His 2010 book Merchants of Doubt was co-authored with Naomi Oreskes, as was his article in the Winter 2013 issue of Daedalus called The Collapse of Western Civilization: A View from the Future.

==Bibliography==

- High-Speed Dreams (2005)
- Realizing the Dream of Flight (2006)
- Exploration and Science: Social Impact and Interaction (Science and Society), Co-authors: by Michael Sean Reidy, Gary Kroll (2006) ISBN 1576079856
- Blind Landings (2007)
- Science and Exploration (2007)
- Atmospheric Science at NASA (2008) ISBN 1421401630
- Merchants of Doubt (co-author: Naomi Oreskes; 2010)
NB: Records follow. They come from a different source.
#[cfg(test)]
mod tests {
    use super::*;

    #[test]
    fn exact_match_is_unchanged() {
        let (mapped, original) = VerisClient::map_context_type("design");
        assert_eq!(mapped, "design");
        assert!(original.is_none());
    }

    #[test]
    fn fixed_table_maps_and_records_original() {
        let (mapped, original) = VerisClient::map_context_type("sprint_summary");
        assert_eq!(mapped, "sprint");
        assert_eq!(original.as_deref(), Some("sprint_summary"));
    }

    #[test]
    fn keyword_fallback() {
        let (mapped, _) = VerisClient::map_context_type("architecture_spec");
        assert_eq!(mapped, "design");
    }

    #[test]
    fn default_is_log() {
        let (mapped, _) = VerisClient::map_context_type("mystery_type");
        assert_eq!(mapped, "log");
    }

    #[test]
    fn mapping_is_idempotent() {
        let (once, _) = VerisClient::map_context_type("sprint_summary");
        let (twice, _) = VerisClient::map_context_type(&once);
        assert_eq!(once, twice);
    }

    #[test]
    fn analytics_degrades_to_zeros_on_missing_keys() {
        let shaped = shape_analytics(&json!({}), AnalyticsView::UsageStats);
        assert_eq!(shaped["total_requests"], 0.0);
    }

    #[tokio::test]
    async fn connect_reflects_a_successful_health_probe() {
        let server = wiremock::MockServer::start().await;
        wiremock::Mock::given(wiremock::matchers::method("GET"))
            .and(wiremock::matchers::path("/health"))
            .respond_with(wiremock::ResponseTemplate::new(200).set_body_json(json!({"status": "ok"})))
            .mount(&server)
            .await;

        let client = VerisClient::new(server.uri(), None, None, 5_000, 3).unwrap();
        assert!(!client.connected().await);
        client.connect().await.unwrap();
        assert!(client.connected().await);
    }

    #[tokio::test]
    async fn connect_leaves_connected_false_on_failure() {
        let server = wiremock::MockServer::start().await;
        wiremock::Mock::given(wiremock::matchers::method("GET"))
            .and(wiremock::matchers::path("/health"))
            .respond_with(wiremock::ResponseTemplate::new(503))
            .mount(&server)
            .await;

        let client = VerisClient::new(server.uri(), None, None, 5_000, 3).unwrap();
        assert!(client.connect().await.is_err());
        assert!(!client.connected().await);
    }

    #[tokio::test]
    async fn store_context_retries_a_server_error_then_succeeds() {
        let server = wiremock::MockServer::start().await;
        wiremock::Mock::given(wiremock::matchers::method("POST"))
            .and(wiremock::matchers::path("/tools/store_context"))
            .respond_with(wiremock::ResponseTemplate::new(503))
            .up_to_n_times(1)
            .mount(&server)
            .await;
        wiremock::Mock::given(wiremock::matchers::method("POST"))
            .and(wiremock::matchers::path("/tools/store_context"))
            .respond_with(wiremock::ResponseTemplate::new(200).set_body_json(json!({"id": "ctx-1"})))
            .mount(&server)
            .await;

        let client = VerisClient::new(server.uri(), None, None, 5_000, 3).unwrap();
        let result = client
            .store_context("design", json!({"text": "note"}), json!({}))
            .await
            .unwrap();
        assert_eq!(result["id"], "ctx-1");
    }

    #[tokio::test]
    async fn store_context_does_not_retry_a_client_error() {
        let server = wiremock::MockServer::start().await;
        wiremock::Mock::given(wiremock::matchers::method("POST"))
            .and(wiremock::matchers::path("/tools/store_context"))
            .respond_with(wiremock::ResponseTemplate::new(400))
            .expect(1)
            .mount(&server)
            .await;

        let client = VerisClient::new(server.uri(), None, None, 5_000, 3).unwrap();
        let err = client
            .store_context("design", json!({"text": "note"}), json!({}))
            .await
            .unwrap_err();
        assert!(matches!(err, ClientError::Status { status: 400, .. }));
    }
}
- The Collapse of Western Civilization: A View from the Future (Daedalus, 2013) ISBN 0231537956
- The Big Myth: How American Business Taught Us to Loathe Government and Love the Free Market (co-authors: Naomi Oreskes; Bloomsbury, 2023) ISBN 1635573580
- Oreskes, Naomi (2020). "The information manipulators : by moving matter and energy, innovators have democratized information"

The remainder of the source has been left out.